#### [Supplied material]
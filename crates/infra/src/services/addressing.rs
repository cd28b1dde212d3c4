//! Address lookup against a configured zone.
//!
//! Thin read-side service over [`AddressCodec`]: parsing uses the pattern
//! stored on the zone, existence checks and suggestions go through the bins
//! repository.

use std::sync::Arc;

use stockgrid_core::{DomainError, TenantId};
use stockgrid_warehouse::{AddressCodec, ParsedAddress, ZoneId};

use crate::repositories::{BinsRepository, ZonesRepository};
use crate::services::ServiceError;

pub struct AddressService {
    zones: Arc<dyn ZonesRepository>,
    bins: Arc<dyn BinsRepository>,
}

impl AddressService {
    pub fn new(zones: Arc<dyn ZonesRepository>, bins: Arc<dyn BinsRepository>) -> Self {
        Self { zones, bins }
    }

    /// Parse an address using the pattern configured on the zone.
    pub fn parse(
        &self,
        tenant_id: TenantId,
        zone_id: ZoneId,
        address: &str,
    ) -> Result<ParsedAddress, ServiceError> {
        let codec = self.codec_for(tenant_id, zone_id)?;
        Ok(codec.parse(address)?)
    }

    /// Whether `address` is well-formed for the zone's pattern AND refers to
    /// a persisted bin. Malformed input is a `false`, not an error.
    pub fn validate(
        &self,
        tenant_id: TenantId,
        zone_id: ZoneId,
        address: &str,
    ) -> Result<bool, ServiceError> {
        let codec = match self.codec_for(tenant_id, zone_id) {
            Ok(codec) => codec,
            Err(ServiceError::Domain(DomainError::InvalidOperation(_))) => return Ok(false),
            Err(err) => return Err(err),
        };
        if codec.parse(address).is_err() {
            return Ok(false);
        }
        Ok(self
            .bins
            .find_by_address(tenant_id, zone_id, address)?
            .is_some())
    }

    /// Up to `limit` addresses of bins that can accept items right now
    /// (active, unblocked, not full), in address order.
    pub fn suggest(
        &self,
        tenant_id: TenantId,
        zone_id: ZoneId,
        limit: usize,
    ) -> Result<Vec<String>, ServiceError> {
        let bins = self.bins.find_many_by_zone(tenant_id, zone_id)?;
        Ok(bins
            .iter()
            .filter(|bin| bin.can_accept_items())
            .take(limit)
            .map(|bin| bin.address().to_string())
            .collect())
    }

    fn codec_for(&self, tenant_id: TenantId, zone_id: ZoneId) -> Result<AddressCodec, ServiceError> {
        let zone = self
            .zones
            .find_by_id(tenant_id, zone_id)?
            .ok_or_else(|| DomainError::not_found(format!("zone {zone_id}")))?;
        let structure = zone.structure().ok_or_else(|| {
            DomainError::invalid_operation(format!(
                "zone {:?} has no structure configured",
                zone.code()
            ))
        })?;
        Ok(AddressCodec::new(structure.code_pattern))
    }
}
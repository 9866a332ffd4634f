//! Text rendering of IR functions and pipeline results.
//!
//! Output is organised in named sections (`CFG for max` ... `End CFG`) so
//! that FileCheck directives can anchor on a section with `CHECK-LABEL`.

use crate::cfg::CfgBuilder;
use crate::core::error::CompileResult;
use crate::ir::IrFunction;
use crate::pipeline::CompiledFunction;
use crate::vm16::abi::{self, ArgLocation};
use std::fmt::Write as _;

/// Which sections [`render`] emits.
#[derive(Debug, Clone, Copy, Default, PartialEq, Eq)]
pub struct PrintOptions {
    pub ir: bool,
    pub cfg: bool,
    pub integrity: bool,
    pub rpo: bool,
    pub dom: bool,
    pub ssa: bool,
    pub alloc: bool,
    pub frame: bool,
    pub dot: bool,
}

impl PrintOptions {
    /// Enable the section named by a `--print-*` flag. Returns false for an
    /// unknown flag.
    pub fn enable(&mut self, flag: &str) -> bool {
        let slot = match flag {
            "--print-ir" => &mut self.ir,
            "--print-cfg" => &mut self.cfg,
            "--print-integrity" => &mut self.integrity,
            "--print-rpo" => &mut self.rpo,
            "--print-dom" => &mut self.dom,
            "--print-ssa" => &mut self.ssa,
            "--print-alloc" => &mut self.alloc,
            "--print-frame" => &mut self.frame,
            "--dot" => &mut self.dot,
            _ => return false,
        };
        *slot = true;
        true
    }
}

/// Linked IR of `func`, before CFG construction.
pub fn print_function(func: &IrFunction) -> String {
    let mut out = String::new();
    let _ = write!(out, "func {}({})", func.name(), func.params().join(", "));
    let _ = write!(out, " locals {}", func.nlocals());
    if func.entry() != 0 {
        let _ = write!(out, " entry L{}", func.entry());
    }
    out.push_str(" {\n");

    for block in func.blocks() {
        let _ = write!(out, "L{}:", block.id());
        if let Some(label) = block.label() {
            let _ = write!(out, " ; {}", label);
        }
        out.push('\n');
        for inst in block.instructions() {
            let _ = writeln!(out, "    {}", inst);
        }
        if !block.successors().is_empty() {
            let succs: Vec<String> = block.successors().iter().map(|s| format!("L{}", s)).collect();
            let _ = writeln!(out, "    ; succs = {}", succs.join(" "));
        }
    }
    out.push_str("}\n");
    out
}

/// Render the requested sections for one compiled function.
pub fn render(
    func: &IrFunction,
    compiled: &CompiledFunction,
    options: &PrintOptions,
) -> CompileResult<String> {
    let name = func.name();
    let mut out = String::new();

    if options.ir {
        let _ = writeln!(out, "IR for {}", name);
        out.push_str(&print_function(func));
        let _ = writeln!(out, "End IR");
    }

    if options.cfg || (options.dot && !options.ssa) {
        // the compiled CFG is already in SSA form
        let cfg = CfgBuilder::build(func)?;
        if options.cfg {
            let _ = writeln!(out, "CFG for {}", name);
            let _ = write!(out, "{}", cfg);
            let _ = writeln!(out, "End CFG");
        }
        if options.dot && !options.ssa {
            out.push_str(&cfg.to_dot(name));
        }
    }

    if options.integrity {
        let _ = writeln!(out, "Integrity for {}", name);
        let _ = write!(out, "{}", compiled.integrity);
    }

    if options.rpo {
        let _ = writeln!(out, "RPO for {}", name);
        for (idx, id) in compiled.cfg.reverse_post_order().iter().enumerate() {
            let label = compiled
                .cfg
                .block(*id)
                .and_then(|b| b.label())
                .map(|l| format!(" ({})", l))
                .unwrap_or_default();
            let _ = writeln!(out, "{}: L{}{}", idx, id, label);
        }
        let _ = writeln!(out, "End RPO");
    }

    if options.dom {
        let _ = writeln!(out, "Dominators for {}", name);
        let _ = write!(out, "{}", compiled.dominators);
        let _ = writeln!(out, "End Dominators");
        if options.dot {
            out.push_str(&compiled.dominators.to_dot());
        }
    }

    if options.ssa {
        let _ = writeln!(out, "SSA for {}", name);
        let _ = write!(out, "{}", compiled.cfg);
        let _ = writeln!(out, "End SSA");
        if options.dot {
            out.push_str(&compiled.cfg.to_dot(name));
        }
    }

    if options.alloc {
        let _ = writeln!(out, "Allocation for {}", name);
        for (param, location) in &compiled.params {
            match location {
                ArgLocation::Register(reg) => {
                    let _ = writeln!(out, "param {}: {} ({})", param, reg, abi::abi_name(*reg));
                }
                ArgLocation::Stack { index } => {
                    let _ = writeln!(out, "param {}: stack {}", param, index);
                }
            }
        }
        for (var, location) in &compiled.locations {
            let _ = writeln!(out, "{}: {}", var, location);
        }
        for (reg, offset) in &compiled.saved_registers {
            let _ = writeln!(out, "save {} at fp{:+}", abi::abi_name(*reg), offset);
        }
        let _ = writeln!(out, "End Allocation");
    }

    if options.frame {
        let _ = write!(out, "{}", compiled.frame);
    }

    Ok(out)
}

#[cfg(test)]
mod tests {
    use super::*;
    use crate::core::session::CompilationSession;
    use crate::pipeline::{compile_function, PipelineOptions};
    use crate::tir::parse_ir;

    const LOOP: &str = r#"
func count(n) {
entry:
    i = 0
    br ^head
head:
    c = lt i, n
    condbr c, ^body, ^exit
body:
    i = add i, 1
    br ^head
exit:
    ret i
}
"#;

    #[test]
    fn test_print_function() {
        let funcs = parse_ir(LOOP).unwrap();
        let text = print_function(&funcs[0]);
        assert!(text.starts_with("func count(n) locals 2 {\n"));
        assert!(text.contains("L1: ; head\n    c = lt i, n\n    condbr c, L2, L3\n    ; succs = L2 L3\n"));
        assert!(text.ends_with("}\n"));
    }

    #[test]
    fn test_render_sections() {
        let funcs = parse_ir(LOOP).unwrap();
        let session = CompilationSession::new();
        let compiled = compile_function(&session, &funcs[0], &PipelineOptions::default()).unwrap();

        let mut options = PrintOptions::default();
        assert!(options.enable("--print-ssa"));
        assert!(options.enable("--print-alloc"));
        assert!(!options.enable("--print-everything"));

        let text = render(&funcs[0], &compiled, &options).unwrap();
        assert!(text.contains("SSA for count\n"));
        assert!(text.contains("i@2 = phi [L0: i@1], [L2: i@3]"));
        assert!(text.contains("param n: r2 (a0)\n"));
        assert!(text.contains("End Allocation\n"));
        assert!(!text.contains("CFG for count"));
    }
}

#### [Exercise prompt]
Wherever a line of the records above contains the string "count", copy that line out.

#### [Solution for this problem]
func count(n) {
        assert!(text.starts_with("func count(n) locals 2 {\n"));
        assert!(text.contains("SSA for count\n"));
        assert!(!text.contains("CFG for count"));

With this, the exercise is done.